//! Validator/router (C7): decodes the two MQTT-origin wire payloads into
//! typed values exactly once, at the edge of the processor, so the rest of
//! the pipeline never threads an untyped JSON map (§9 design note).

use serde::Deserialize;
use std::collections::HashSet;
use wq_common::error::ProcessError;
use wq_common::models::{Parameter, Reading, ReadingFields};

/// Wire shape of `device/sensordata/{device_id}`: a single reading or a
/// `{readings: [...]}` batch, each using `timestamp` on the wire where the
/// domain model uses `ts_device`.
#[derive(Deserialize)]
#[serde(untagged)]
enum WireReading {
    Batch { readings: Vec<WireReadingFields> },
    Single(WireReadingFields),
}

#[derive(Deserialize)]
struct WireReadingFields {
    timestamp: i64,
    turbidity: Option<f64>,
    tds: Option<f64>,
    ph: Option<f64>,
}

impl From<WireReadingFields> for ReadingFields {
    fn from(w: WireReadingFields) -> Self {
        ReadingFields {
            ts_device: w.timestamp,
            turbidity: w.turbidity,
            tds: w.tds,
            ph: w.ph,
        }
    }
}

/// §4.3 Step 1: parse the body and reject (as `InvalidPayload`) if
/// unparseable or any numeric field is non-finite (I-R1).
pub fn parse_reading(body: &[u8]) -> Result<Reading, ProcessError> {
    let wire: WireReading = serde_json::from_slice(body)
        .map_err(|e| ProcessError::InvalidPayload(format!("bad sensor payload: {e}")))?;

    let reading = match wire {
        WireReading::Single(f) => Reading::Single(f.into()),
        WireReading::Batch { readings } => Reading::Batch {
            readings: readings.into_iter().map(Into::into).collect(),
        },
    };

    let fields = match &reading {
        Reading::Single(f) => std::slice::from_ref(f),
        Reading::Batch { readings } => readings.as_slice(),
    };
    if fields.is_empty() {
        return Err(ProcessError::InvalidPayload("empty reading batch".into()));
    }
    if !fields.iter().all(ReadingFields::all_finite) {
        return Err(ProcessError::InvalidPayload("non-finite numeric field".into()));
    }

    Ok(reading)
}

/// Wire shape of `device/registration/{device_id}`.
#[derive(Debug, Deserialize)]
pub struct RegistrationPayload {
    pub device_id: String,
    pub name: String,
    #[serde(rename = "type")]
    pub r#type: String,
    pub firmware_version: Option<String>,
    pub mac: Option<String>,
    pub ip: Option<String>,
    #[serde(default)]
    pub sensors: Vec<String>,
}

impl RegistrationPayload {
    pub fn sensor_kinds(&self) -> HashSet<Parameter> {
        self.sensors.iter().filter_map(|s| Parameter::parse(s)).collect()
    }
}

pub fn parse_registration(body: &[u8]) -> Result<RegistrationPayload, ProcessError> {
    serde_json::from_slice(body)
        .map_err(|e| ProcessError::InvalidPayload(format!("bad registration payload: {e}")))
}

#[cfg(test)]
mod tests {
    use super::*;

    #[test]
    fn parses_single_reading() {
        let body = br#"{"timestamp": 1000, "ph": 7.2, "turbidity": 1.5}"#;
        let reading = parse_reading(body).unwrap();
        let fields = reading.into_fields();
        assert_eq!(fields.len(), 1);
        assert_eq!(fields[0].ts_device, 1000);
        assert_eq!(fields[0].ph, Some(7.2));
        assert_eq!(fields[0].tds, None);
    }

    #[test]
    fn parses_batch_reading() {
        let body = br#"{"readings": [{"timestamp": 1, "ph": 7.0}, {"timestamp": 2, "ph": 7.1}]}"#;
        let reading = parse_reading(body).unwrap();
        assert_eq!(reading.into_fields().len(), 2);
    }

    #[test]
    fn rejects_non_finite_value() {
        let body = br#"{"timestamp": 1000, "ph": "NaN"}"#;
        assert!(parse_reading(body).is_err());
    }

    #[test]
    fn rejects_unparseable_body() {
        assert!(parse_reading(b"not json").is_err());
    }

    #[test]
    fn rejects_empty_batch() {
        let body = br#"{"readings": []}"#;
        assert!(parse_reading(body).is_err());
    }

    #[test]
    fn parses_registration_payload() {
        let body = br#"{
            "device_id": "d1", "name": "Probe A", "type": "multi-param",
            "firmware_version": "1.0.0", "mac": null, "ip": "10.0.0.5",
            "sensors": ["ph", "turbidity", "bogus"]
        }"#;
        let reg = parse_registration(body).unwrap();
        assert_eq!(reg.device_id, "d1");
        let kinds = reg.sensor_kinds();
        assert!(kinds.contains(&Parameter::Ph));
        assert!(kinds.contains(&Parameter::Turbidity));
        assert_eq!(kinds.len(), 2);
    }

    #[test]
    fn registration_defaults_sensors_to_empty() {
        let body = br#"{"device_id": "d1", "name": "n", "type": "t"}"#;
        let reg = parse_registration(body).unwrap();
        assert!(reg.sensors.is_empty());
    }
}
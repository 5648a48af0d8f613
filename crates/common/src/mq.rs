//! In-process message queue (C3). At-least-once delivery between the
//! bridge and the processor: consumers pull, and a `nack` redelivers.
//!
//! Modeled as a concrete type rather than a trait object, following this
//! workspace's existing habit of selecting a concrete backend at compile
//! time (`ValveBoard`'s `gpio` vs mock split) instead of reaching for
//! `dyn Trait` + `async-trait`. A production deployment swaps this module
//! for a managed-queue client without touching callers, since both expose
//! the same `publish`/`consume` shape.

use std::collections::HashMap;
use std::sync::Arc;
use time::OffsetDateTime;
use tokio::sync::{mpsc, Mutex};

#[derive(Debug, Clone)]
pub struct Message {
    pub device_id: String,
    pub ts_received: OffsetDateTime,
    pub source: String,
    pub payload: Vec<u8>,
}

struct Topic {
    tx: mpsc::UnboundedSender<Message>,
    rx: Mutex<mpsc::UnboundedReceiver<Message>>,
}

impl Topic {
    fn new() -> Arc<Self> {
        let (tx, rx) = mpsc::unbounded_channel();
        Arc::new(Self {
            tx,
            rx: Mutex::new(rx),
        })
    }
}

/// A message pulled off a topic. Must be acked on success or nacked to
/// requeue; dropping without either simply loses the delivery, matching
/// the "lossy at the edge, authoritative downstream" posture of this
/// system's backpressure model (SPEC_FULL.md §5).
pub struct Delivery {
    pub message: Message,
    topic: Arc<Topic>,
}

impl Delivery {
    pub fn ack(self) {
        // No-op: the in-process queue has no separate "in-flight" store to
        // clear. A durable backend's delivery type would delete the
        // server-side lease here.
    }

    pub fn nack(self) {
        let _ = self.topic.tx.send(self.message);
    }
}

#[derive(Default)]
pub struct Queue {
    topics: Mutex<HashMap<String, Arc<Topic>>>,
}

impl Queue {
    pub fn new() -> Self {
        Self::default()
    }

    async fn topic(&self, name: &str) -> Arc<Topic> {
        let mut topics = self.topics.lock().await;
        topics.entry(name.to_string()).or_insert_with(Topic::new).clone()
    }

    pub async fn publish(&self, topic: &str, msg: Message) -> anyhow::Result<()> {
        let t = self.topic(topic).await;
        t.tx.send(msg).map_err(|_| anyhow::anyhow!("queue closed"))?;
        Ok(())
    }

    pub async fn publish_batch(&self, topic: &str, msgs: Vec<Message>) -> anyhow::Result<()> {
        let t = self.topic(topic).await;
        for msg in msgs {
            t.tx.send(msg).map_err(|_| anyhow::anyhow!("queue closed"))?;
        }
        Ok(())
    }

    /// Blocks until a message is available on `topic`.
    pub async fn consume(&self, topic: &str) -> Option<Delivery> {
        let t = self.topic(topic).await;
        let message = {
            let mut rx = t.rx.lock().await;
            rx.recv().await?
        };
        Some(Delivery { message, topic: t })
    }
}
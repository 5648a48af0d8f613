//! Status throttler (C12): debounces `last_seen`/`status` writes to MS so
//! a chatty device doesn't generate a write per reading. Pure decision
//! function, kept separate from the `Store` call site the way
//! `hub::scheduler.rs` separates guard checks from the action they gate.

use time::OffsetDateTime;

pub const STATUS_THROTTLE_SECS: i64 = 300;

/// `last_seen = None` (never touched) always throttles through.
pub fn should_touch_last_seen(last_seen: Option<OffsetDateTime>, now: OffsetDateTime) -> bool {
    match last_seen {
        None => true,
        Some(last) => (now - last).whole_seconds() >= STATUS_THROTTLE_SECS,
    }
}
◆ ◆ ◆ ◆ ◆ ◆ ◆
# Try it:
Copy every line in the data above that has the string "None" in it.

# Response to the task:
        assert_eq!(fields[0].tds, None);
/// `last_seen = None` (never touched) always throttles through.
        None => true,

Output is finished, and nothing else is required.